Last week’s announcement that the NRC was “open for business” has, if nothing else, revealed how shockingly weak most of the arguments are in favour of “basic” research.
Opponents of the NRC move have basically taken one of two rhetorical tacks. The first is to present the switch in NRC mandate as the equivalent of the government abandoning basic science. This is a bit off, frankly, considering that the government spends billions of dollars on SSHRC, NSERC, CIHR, etc. Even if you’re passionate about basic research, there are still valid questions to be answered about why we should be paying billions of dollars a year to government departments doing basic research when the granting councils fund universities to ostensibly do the same thing.
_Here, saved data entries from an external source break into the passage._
// Copyright 2024 Google LLC
//
// Licensed under the Apache License, Version 2.0 (the "License");
// you may not use this file except in compliance with the License.
// You may obtain a copy of the License at
//
//      http://www.apache.org/licenses/LICENSE-2.0
//
// Unless required by applicable law or agreed to in writing, software
// distributed under the License is distributed on an "AS IS" BASIS,
// WITHOUT WARRANTIES OR CONDITIONS OF ANY KIND, either express or implied.
// See the License for the specific language governing permissions and
// limitations under the License.

//! The metadata entry at the top of a PO or POT file.

use std::fmt::{self, Display, Formatter};

use crate::block::{logical_value, Block};

/// The header entry of a file: an entry with an empty `msgid` whose
/// translation holds `Key: Value` metadata lines.
///
/// A header is written back exactly as it was read, so it is never
/// wrapped.
#[derive(Debug, Clone, PartialEq, Eq)]
pub struct Header {
    block: Block,
}

impl Header {
    /// Parse the lines of the header entry.
    pub fn parse_from_lines<'a, I>(lines: I) -> Header
    where
        I: IntoIterator<Item = &'a str>,
    {
        Header {
            block: Block::parse_from_lines(lines),
        }
    }

    /// The underlying entry.
    pub fn block(&self) -> &Block {
        &self.block
    }

    pub fn into_block(self) -> Block {
        self.block
    }

    /// Render the header as PO text, without a trailing newline.
    pub fn render(&self) -> String {
        self.block.render(usize::MAX)
    }

    /// The metadata fields in the order they appear.
    ///
    /// ```
    /// use gettext_merger::header::Header;
    ///
    /// let header = Header::parse_from_lines([
    ///     "msgid \"\"",
    ///     "msgstr \"\"",
    ///     "\"Project-Id-Version: Unicorn Plugin 1.0\\n\"",
    ///     "\"Language: de\\n\"",
    /// ]);
    /// assert_eq!(
    ///     header.metadata(),
    ///     vec![
    ///         (String::from("Project-Id-Version"), String::from("Unicorn Plugin 1.0")),
    ///         (String::from("Language"), String::from("de")),
    ///     ]
    /// );
    /// ```
    pub fn metadata(&self) -> Vec<(String, String)> {
        let Some(msgstr) = self.block.msgstr.first() else {
            return Vec::new();
        };
        // Fields are separated by escaped newlines, not real ones.
        logical_value(msgstr)
            .split("\\n")
            .filter_map(|field| {
                let (key, value) = field.split_once(':')?;
                Some((String::from(key.trim()), String::from(value.trim())))
            })
            .collect()
    }

    /// The value of the `Project-Id-Version` field, if there is one.
    pub fn project_id_version(&self) -> Option<String> {
        self.metadata()
            .into_iter()
            .find(|(key, _)| key.eq_ignore_ascii_case("Project-Id-Version"))
            .map(|(_, value)| value)
    }
}

impl Display for Header {
    fn fmt(&self, f: &mut Formatter) -> fmt::Result {
        f.write_str(&self.render())
    }
}

#[cfg(test)]
mod tests {
    use super::*;
    use pretty_assertions::assert_eq;

    const HEADER: &str = r#"# Copyright (C) 2024 FantasyTech
# This file is distributed under the same license as the Unicorn Plugin.
msgid ""
msgstr ""
"Project-Id-Version: Unicorn Plugin 1.0.0\n"
"Report-Msgid-Bugs-To: https://wordpress.org/support/plugin/unicorn-plugin\n"
"POT-Creation-Date: 2021-02-15 18:30+0000\n"
"Language-Team: LANGUAGE <LL@li.org>\n"
"Content-Type: text/plain; charset=UTF-8\n""#;

    fn header() -> Header {
        Header::parse_from_lines(HEADER.lines())
    }

    #[test]
    fn test_render_verbatim() {
        assert_eq!(header().render(), HEADER);
        assert_eq!(header().to_string(), HEADER);
    }

    #[test]
    fn test_render_long_comment() {
        let text = format!("# {}\nmsgid \"\"\nmsgstr \"\"", "Copyright ".repeat(12).trim_end());
        assert_eq!(Header::parse_from_lines(text.lines()).render(), text);
    }

    #[test]
    fn test_metadata() {
        assert_eq!(
            header().metadata(),
            vec![
                (
                    String::from("Project-Id-Version"),
                    String::from("Unicorn Plugin 1.0.0")
                ),
                (
                    String::from("Report-Msgid-Bugs-To"),
                    String::from("https://wordpress.org/support/plugin/unicorn-plugin")
                ),
                (
                    String::from("POT-Creation-Date"),
                    String::from("2021-02-15 18:30+0000")
                ),
                (
                    String::from("Language-Team"),
                    String::from("LANGUAGE <LL@li.org>")
                ),
                (
                    String::from("Content-Type"),
                    String::from("text/plain; charset=UTF-8")
                ),
            ]
        );
    }

    #[test]
    fn test_project_id_version() {
        assert_eq!(
            header().project_id_version().as_deref(),
            Some("Unicorn Plugin 1.0.0")
        );
    }

    #[test]
    fn test_project_id_version_case_insensitive() {
        let header = Header::parse_from_lines([
            "msgid \"\"",
            "msgstr \"project-id-version: demo\\n\"",
        ]);
        assert_eq!(header.project_id_version().as_deref(), Some("demo"));
    }

    #[test]
    fn test_metadata_without_msgstr() {
        let header = Header::parse_from_lines(["msgid \"\""]);
        assert!(header.metadata().is_empty());
        assert_eq!(header.project_id_version(), None);
    }
}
The second argument is to say that government shouldn’t support applied science, because: a) it’s corporate welfare, and b) all breakthroughs ultimately rely on basic science, and so we should fund that exclusively. It seems as though those who take this line have never heard of Germany’s Fraunhofer Institute, a publicly funded agency in Germany which does nothing but conduct applied research of direct utility to private enterprises. It’s generally seen as a successful and useful complement to the government’s investments in basic science through the Max Planck Institute, and to my knowledge, Germany has never been accused of being anti-science for creating and funding Fraunhofer.
Another point here: the benefits of “basic” research leak across national borders. Very little of the upstream basic research that drives our economy is Canadian in origin. So while it’s vitally important that someone, somewhere, puts a lot of money down on risky, non-applied research, individual countries can – and probably should – make some different decisions on basic vs. applied research based on local conditions.
The relative benefit of a marginal dollar investment in applied research vs. basic research depends on the kind of economy a country has, the pattern of firm size, and receptor capacity for research. It’s not an easy thing to measure accurately – and I’m not suggesting that the current government has based its decision on anything so empirical – but it’s simply not intellectually honest to claim that one is always a better investment than the other.
Opposition to the NRC change is clearly – and probably justifiably – coloured by a more general irritation at a host of this government’s other policies on science and knowledge (Experimental Lakes, long-form census, etc). But that’s still no excuse for this farrago of flimsy argumentation. Rational policy-making requires us to engage in something more than juvenile, binary discussions about what kind of research is “best”.